- **Your task**: The word "instrument" occurs in some lines of the data. Return each such line.

Stored items:
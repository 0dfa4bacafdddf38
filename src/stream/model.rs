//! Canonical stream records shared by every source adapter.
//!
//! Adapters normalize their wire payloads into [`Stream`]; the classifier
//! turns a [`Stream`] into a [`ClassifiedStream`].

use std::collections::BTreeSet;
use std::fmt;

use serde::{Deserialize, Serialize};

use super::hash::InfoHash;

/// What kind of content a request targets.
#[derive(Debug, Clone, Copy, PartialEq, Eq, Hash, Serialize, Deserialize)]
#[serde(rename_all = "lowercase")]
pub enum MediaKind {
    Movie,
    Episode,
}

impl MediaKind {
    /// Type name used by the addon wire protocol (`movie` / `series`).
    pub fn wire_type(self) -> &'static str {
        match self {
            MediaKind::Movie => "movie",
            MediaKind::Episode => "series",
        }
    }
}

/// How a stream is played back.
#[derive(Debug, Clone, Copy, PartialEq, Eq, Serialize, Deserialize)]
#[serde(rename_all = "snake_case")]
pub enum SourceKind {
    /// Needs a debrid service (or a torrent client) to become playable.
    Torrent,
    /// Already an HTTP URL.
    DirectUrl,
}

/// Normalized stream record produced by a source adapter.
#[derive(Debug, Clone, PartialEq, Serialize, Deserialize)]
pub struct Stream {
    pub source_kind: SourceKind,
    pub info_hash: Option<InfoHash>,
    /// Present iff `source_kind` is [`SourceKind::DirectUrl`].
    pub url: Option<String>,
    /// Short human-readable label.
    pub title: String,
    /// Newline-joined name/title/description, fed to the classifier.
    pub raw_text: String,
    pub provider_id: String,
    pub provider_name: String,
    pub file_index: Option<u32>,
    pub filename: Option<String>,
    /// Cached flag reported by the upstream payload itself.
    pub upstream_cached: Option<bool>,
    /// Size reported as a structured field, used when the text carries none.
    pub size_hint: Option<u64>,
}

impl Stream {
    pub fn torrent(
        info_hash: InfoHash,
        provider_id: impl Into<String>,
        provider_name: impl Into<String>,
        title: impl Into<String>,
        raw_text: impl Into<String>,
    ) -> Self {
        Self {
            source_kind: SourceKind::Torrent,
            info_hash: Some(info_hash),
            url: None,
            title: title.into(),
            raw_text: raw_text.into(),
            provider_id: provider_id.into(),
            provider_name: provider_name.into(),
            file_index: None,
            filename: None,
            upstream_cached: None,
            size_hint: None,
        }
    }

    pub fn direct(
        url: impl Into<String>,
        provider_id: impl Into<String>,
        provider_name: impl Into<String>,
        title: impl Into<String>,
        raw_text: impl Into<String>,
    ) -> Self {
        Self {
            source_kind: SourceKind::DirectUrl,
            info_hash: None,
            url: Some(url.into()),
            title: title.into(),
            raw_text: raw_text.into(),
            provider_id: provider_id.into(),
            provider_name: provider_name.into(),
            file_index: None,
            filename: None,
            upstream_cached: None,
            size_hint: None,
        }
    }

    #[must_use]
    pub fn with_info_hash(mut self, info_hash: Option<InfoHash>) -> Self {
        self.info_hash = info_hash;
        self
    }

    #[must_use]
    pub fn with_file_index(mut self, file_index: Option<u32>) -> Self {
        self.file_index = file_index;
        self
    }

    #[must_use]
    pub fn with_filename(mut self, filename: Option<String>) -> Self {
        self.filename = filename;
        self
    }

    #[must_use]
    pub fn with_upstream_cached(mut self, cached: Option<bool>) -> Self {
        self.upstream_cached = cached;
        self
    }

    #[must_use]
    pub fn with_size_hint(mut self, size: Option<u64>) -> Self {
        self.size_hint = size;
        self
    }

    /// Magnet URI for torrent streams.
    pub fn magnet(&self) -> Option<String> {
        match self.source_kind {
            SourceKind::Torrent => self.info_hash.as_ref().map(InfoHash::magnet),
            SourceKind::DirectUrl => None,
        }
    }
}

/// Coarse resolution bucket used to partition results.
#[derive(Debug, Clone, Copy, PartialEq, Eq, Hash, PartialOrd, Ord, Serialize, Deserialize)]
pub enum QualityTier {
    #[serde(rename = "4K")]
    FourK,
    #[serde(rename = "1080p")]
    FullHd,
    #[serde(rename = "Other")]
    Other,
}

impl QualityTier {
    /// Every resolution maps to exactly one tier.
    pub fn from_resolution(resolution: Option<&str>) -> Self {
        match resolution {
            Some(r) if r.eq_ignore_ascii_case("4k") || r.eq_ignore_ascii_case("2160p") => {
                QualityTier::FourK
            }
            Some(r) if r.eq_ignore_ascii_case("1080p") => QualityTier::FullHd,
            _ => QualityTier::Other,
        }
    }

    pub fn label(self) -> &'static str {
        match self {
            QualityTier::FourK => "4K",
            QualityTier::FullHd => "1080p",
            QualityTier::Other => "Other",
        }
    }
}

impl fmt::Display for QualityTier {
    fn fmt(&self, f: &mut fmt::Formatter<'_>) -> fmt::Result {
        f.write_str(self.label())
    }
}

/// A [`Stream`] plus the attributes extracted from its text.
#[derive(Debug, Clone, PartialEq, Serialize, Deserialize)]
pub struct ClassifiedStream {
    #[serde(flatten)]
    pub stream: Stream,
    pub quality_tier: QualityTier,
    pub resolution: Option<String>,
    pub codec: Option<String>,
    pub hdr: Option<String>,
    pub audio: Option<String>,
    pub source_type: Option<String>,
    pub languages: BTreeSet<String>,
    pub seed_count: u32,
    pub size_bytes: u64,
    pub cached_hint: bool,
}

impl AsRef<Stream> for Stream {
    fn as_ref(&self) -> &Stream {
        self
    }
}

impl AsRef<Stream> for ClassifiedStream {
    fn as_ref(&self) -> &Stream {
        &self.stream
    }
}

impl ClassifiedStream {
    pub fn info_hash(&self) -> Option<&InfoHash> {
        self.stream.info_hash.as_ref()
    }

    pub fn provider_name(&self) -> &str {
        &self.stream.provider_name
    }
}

---

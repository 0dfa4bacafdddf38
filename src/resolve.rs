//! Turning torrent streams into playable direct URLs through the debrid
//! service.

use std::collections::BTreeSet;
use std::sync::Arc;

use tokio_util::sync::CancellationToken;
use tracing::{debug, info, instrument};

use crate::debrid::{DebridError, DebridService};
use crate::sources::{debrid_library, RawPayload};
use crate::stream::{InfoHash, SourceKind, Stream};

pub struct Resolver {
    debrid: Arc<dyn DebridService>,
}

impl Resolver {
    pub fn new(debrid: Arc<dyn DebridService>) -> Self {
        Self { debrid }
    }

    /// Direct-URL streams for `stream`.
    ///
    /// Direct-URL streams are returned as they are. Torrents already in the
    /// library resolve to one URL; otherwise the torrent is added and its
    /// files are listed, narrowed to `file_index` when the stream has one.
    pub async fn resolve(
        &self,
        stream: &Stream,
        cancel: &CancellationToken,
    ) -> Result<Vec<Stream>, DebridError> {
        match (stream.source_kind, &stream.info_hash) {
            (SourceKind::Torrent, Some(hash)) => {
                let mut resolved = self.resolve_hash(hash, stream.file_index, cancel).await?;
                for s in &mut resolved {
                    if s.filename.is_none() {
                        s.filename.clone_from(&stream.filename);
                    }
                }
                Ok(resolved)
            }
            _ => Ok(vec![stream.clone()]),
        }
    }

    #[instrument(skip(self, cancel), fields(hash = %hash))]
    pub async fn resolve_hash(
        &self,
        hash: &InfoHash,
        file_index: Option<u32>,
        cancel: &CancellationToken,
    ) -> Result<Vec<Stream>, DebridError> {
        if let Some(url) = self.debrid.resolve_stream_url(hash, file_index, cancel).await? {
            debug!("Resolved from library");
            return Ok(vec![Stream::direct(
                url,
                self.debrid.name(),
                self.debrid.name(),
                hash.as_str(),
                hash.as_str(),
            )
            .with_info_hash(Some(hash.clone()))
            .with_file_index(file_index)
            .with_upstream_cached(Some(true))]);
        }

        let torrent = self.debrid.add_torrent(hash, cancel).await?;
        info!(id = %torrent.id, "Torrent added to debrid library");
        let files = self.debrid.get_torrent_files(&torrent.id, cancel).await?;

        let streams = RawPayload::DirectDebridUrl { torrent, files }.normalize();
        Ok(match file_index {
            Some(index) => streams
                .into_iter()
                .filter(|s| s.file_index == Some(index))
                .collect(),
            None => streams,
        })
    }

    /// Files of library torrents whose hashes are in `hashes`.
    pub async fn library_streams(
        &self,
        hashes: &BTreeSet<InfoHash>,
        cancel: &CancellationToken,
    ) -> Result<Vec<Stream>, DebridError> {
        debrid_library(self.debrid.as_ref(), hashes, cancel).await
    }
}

- **Worked solution**:
use tracing::{debug, info, instrument};
    #[instrument(skip(self, cancel), fields(hash = %hash))]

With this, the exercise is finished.